- _SOURCE MATERIAL_

//! The local replica store: hydration, mutation, and row queries.

use time::{Date, OffsetDateTime};

use crate::{
    error::Error,
    record::{RecordDraft, RecordPatch, TransactionKind, TransactionRecord},
    storage::{StorageBackend, namespace_key},
    tenant::{TenantId, TenantResolver},
};

/// Storage record name under which row snapshots are persisted.
const ROWS_RECORD: &str = "transactions";

/// The in-memory table hydrated for one tenant.
#[derive(Debug)]
struct Table {
    tenant: TenantId,
    rows: Vec<TransactionRecord>,
}

/// The authoritative in-memory copy of a tenant's transaction rows.
///
/// The table is hydrated lazily from the storage backend on first use and
/// serialized back in full on every mutation, so a mutation is visible to
/// subsequent reads immediately and durability is attempted before the call
/// returns. When the resolver reports a different tenant than the one the
/// table was hydrated for, all in-memory state is discarded and the next
/// access re-hydrates under the new scope.
///
/// Queries take `&mut self` because any access may need to (re-)hydrate;
/// the store assumes the single-threaded cooperative model of its host and
/// holds no lock of its own.
#[derive(Debug)]
pub struct ReplicaStore<S, R> {
    storage: S,
    resolver: R,
    namespace: String,
    table: Option<Table>,
}

impl<S, R> ReplicaStore<S, R>
where
    S: StorageBackend,
    R: TenantResolver,
{
    /// Create an unhydrated store persisting under `namespace`.
    pub fn new(storage: S, resolver: R, namespace: &str) -> Self {
        Self {
            storage,
            resolver,
            namespace: namespace.to_owned(),
            table: None,
        }
    }

    /// Insert a locally created record.
    ///
    /// The new row starts dirty and is persisted before this returns. Reads
    /// issued afterwards see it immediately; there is no network involved.
    ///
    /// # Errors
    /// This function will return a:
    /// - [Error::NoActiveTenant] if no tenant can be resolved,
    /// - [Error::DuplicateId] if the replica already holds the draft's id,
    /// - or [Error::Persistence] if the snapshot could not be written (the
    ///   row is still present in memory).
    pub fn insert_local(&mut self, draft: RecordDraft) -> Result<TransactionRecord, Error> {
        let tenant = self.resolver.current_tenant().ok_or(Error::NoActiveTenant)?;
        let table = self.hydrate(&tenant)?;

        if table.rows.iter().any(|row| row.id == draft.id) {
            return Err(Error::DuplicateId(draft.id));
        }

        let record = draft.into_record(tenant, OffsetDateTime::now_utc());
        table.rows.push(record.clone());

        self.persist()?;

        Ok(record)
    }

    /// Merge a server-origin row into the replica.
    ///
    /// An existing row with the same id is replaced wholesale and a missing
    /// one is inserted; either way the row ends up clean. The pull path only
    /// sees rows the sync driver has already reconciled server-side, so the
    /// remote copy always wins here. Safe to retry with an identical payload.
    ///
    /// # Errors
    /// This function will return a:
    /// - [Error::NoActiveTenant] if no tenant can be resolved,
    /// - or [Error::Persistence] if the snapshot could not be written.
    pub fn upsert_remote(&mut self, mut record: TransactionRecord) -> Result<(), Error> {
        let tenant = self.resolver.current_tenant().ok_or(Error::NoActiveTenant)?;

        // The pull is tenant-filtered upstream; scope the row to the table
        // it lands in.
        record.company_id = tenant.clone();
        record.dirty = false;

        let table = self.hydrate(&tenant)?;
        match table.rows.iter_mut().find(|row| row.id == record.id) {
            Some(existing) => *existing = record,
            None => table.rows.push(record),
        }

        self.persist()
    }

    /// Apply a partial edit to the row with `id`.
    ///
    /// Only the fields present in the patch change; the version counter is
    /// incremented by exactly 1 and the row is flagged dirty regardless of
    /// the patch's contents. A missing id is a no-op returning `None`, not
    /// an error, so callers must not assume update implies existence.
    ///
    /// # Errors
    /// This function will return a:
    /// - [Error::NoActiveTenant] if no tenant can be resolved,
    /// - or [Error::Persistence] if the snapshot could not be written.
    pub fn update_local(
        &mut self,
        id: &str,
        patch: RecordPatch,
    ) -> Result<Option<TransactionRecord>, Error> {
        let tenant = self.resolver.current_tenant().ok_or(Error::NoActiveTenant)?;
        let table = self.hydrate(&tenant)?;

        let Some(row) = table.rows.iter_mut().find(|row| row.id == id) else {
            return Ok(None);
        };

        patch.apply_to(row);
        row.version += 1;
        row.dirty = true;
        row.updated_at = OffsetDateTime::now_utc();
        let updated = row.clone();

        self.persist()?;

        Ok(Some(updated))
    }

    /// Clear the dirty flag of the row with `id` after a successful push.
    ///
    /// Returns whether a row was found. A missing id is a no-op so the sync
    /// driver can retry acknowledgments freely.
    ///
    /// # Errors
    /// This function will return a:
    /// - [Error::NoActiveTenant] if no tenant can be resolved,
    /// - or [Error::Persistence] if the snapshot could not be written.
    pub fn mark_synced(&mut self, id: &str) -> Result<bool, Error> {
        let tenant = self.resolver.current_tenant().ok_or(Error::NoActiveTenant)?;
        let table = self.hydrate(&tenant)?;

        let Some(row) = table.rows.iter_mut().find(|row| row.id == id) else {
            return Ok(false);
        };

        row.dirty = false;

        self.persist()?;

        Ok(true)
    }

    /// All live rows of the active tenant dated `date`, most recent first.
    ///
    /// # Errors
    /// Returns [Error::Persistence] or [Error::Corrupt] if hydration fails.
    pub fn rows_on(&mut self, date: Date) -> Result<Vec<TransactionRecord>, Error> {
        let Some(tenant) = self.resolver.current_tenant() else {
            return Ok(Vec::new());
        };
        let table = self.hydrate(&tenant)?;

        let mut rows: Vec<TransactionRecord> = table
            .rows
            .iter()
            .filter(|row| !row.is_deleted() && row.date == date)
            .cloned()
            .collect();
        sort_recent_first(&mut rows);

        Ok(rows)
    }

    /// All live rows with `date` in `[start, end]` inclusive, most recent
    /// first.
    ///
    /// An explicit `tenant` override takes precedence over the active tenant
    /// to support cross-tenant administrative queries; it reads storage
    /// directly and leaves the active session's cache untouched.
    ///
    /// # Errors
    /// Returns [Error::Persistence] or [Error::Corrupt] if hydration fails.
    pub fn rows_in_range(
        &mut self,
        start: Date,
        end: Date,
        tenant: Option<&TenantId>,
    ) -> Result<Vec<TransactionRecord>, Error> {
        let mut rows: Vec<TransactionRecord> = self
            .scoped_rows(tenant)?
            .into_iter()
            .filter(|row| !row.is_deleted() && row.date >= start && row.date <= end)
            .collect();
        sort_recent_first(&mut rows);

        Ok(rows)
    }

    /// The row with `id`, or `None` when absent or soft deleted.
    ///
    /// # Errors
    /// Returns [Error::Persistence] or [Error::Corrupt] if hydration fails.
    pub fn row(&mut self, id: &str) -> Result<Option<TransactionRecord>, Error> {
        let Some(tenant) = self.resolver.current_tenant() else {
            return Ok(None);
        };
        let table = self.hydrate(&tenant)?;

        Ok(table
            .rows
            .iter()
            .find(|row| !row.is_deleted() && row.id == id)
            .cloned())
    }

    /// All rows carrying unacknowledged local changes, in arbitrary order.
    ///
    /// This is the feed consumed by the push half of synchronization, so it
    /// includes soft-deleted rows: a staged deletion is still an edit the
    /// remote store has not seen.
    ///
    /// # Errors
    /// Returns [Error::Persistence] or [Error::Corrupt] if hydration fails.
    pub fn dirty_rows(
        &mut self,
        tenant: Option<&TenantId>,
    ) -> Result<Vec<TransactionRecord>, Error> {
        Ok(self
            .scoped_rows(tenant)?
            .into_iter()
            .filter(|row| row.dirty)
            .collect())
    }

    /// Sum of `amount_cents` over live rows dated `date` with `kind`.
    ///
    /// Equals the sum over the matching rows of a range query collapsed to
    /// one day.
    ///
    /// # Errors
    /// Returns [Error::Persistence] or [Error::Corrupt] if hydration fails.
    pub fn sum_on(&mut self, date: Date, kind: TransactionKind) -> Result<i64, Error> {
        let Some(tenant) = self.resolver.current_tenant() else {
            return Ok(0);
        };
        let table = self.hydrate(&tenant)?;

        Ok(table
            .rows
            .iter()
            .filter(|row| !row.is_deleted() && row.date == date && row.kind == kind)
            .map(|row| row.amount_cents)
            .sum())
    }

    /// The number of live rows for the active tenant.
    ///
    /// # Errors
    /// Returns [Error::Persistence] or [Error::Corrupt] if hydration fails.
    pub fn count(&mut self) -> Result<usize, Error> {
        let Some(tenant) = self.resolver.current_tenant() else {
            return Ok(0);
        };
        let table = self.hydrate(&tenant)?;

        Ok(table.rows.iter().filter(|row| !row.is_deleted()).count())
    }

    /// Ensure the cache holds `tenant`'s rows, discarding any stale state.
    fn hydrate(&mut self, tenant: &TenantId) -> Result<&mut Table, Error> {
        let table = match self.table.take() {
            Some(table) if &table.tenant == tenant => table,
            Some(stale) => {
                tracing::debug!(
                    previous = %stale.tenant,
                    current = %tenant,
                    "active tenant changed, discarding in-memory replica"
                );
                self.load_table(tenant)?
            }
            None => self.load_table(tenant)?,
        };

        Ok(self.table.insert(table))
    }

    /// Load `tenant`'s snapshot from the storage backend.
    fn load_table(&self, tenant: &TenantId) -> Result<Table, Error> {
        let key = namespace_key(&self.namespace, ROWS_RECORD, Some(tenant));
        let rows: Vec<TransactionRecord> = match self.storage.get(&key)? {
            Some(blob) => serde_json::from_str(&blob).map_err(|error| {
                tracing::warn!(%tenant, %error, "persisted replica snapshot is corrupt");
                Error::Corrupt(error.to_string())
            })?,
            None => Vec::new(),
        };
        tracing::debug!(%tenant, rows = rows.len(), "hydrated replica from storage");

        Ok(Table {
            tenant: tenant.clone(),
            rows,
        })
    }

    /// Serialize the hydrated table back to the storage backend.
    fn persist(&self) -> Result<(), Error> {
        let Some(table) = &self.table else {
            return Ok(());
        };

        let key = namespace_key(&self.namespace, ROWS_RECORD, Some(&table.tenant));
        let blob =
            serde_json::to_string(&table.rows).map_err(|error| Error::Persistence(error.to_string()))?;
        self.storage.set(&key, &blob)?;
        tracing::debug!(tenant = %table.tenant, rows = table.rows.len(), "persisted replica snapshot");

        Ok(())
    }

    /// The rows visible to a query scoped by `overriding` (or the active
    /// tenant when `None`). Empty when neither yields a tenant.
    fn scoped_rows(
        &mut self,
        overriding: Option<&TenantId>,
    ) -> Result<Vec<TransactionRecord>, Error> {
        let Some(tenant) = overriding
            .cloned()
            .or_else(|| self.resolver.current_tenant())
        else {
            return Ok(Vec::new());
        };

        if self.resolver.current_tenant().as_ref() == Some(&tenant) {
            Ok(self.hydrate(&tenant)?.rows.clone())
        } else {
            Ok(self.load_table(&tenant)?.rows)
        }
    }
}

/// Order rows by `datetime` descending; the stable sort keeps insertion
/// order for equal timestamps.
fn sort_recent_first(rows: &mut [TransactionRecord]) {
    rows.sort_by(|a, b| b.datetime.cmp(&a.datetime));
}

- _TASK DETAILS_
The lines you need are those with the word "blob"; list them from the entries.

- _EXPECTED ANSWER_
            Some(blob) => serde_json::from_str(&blob).map_err(|error| {
        let blob =
        self.storage.set(&key, &blob)?;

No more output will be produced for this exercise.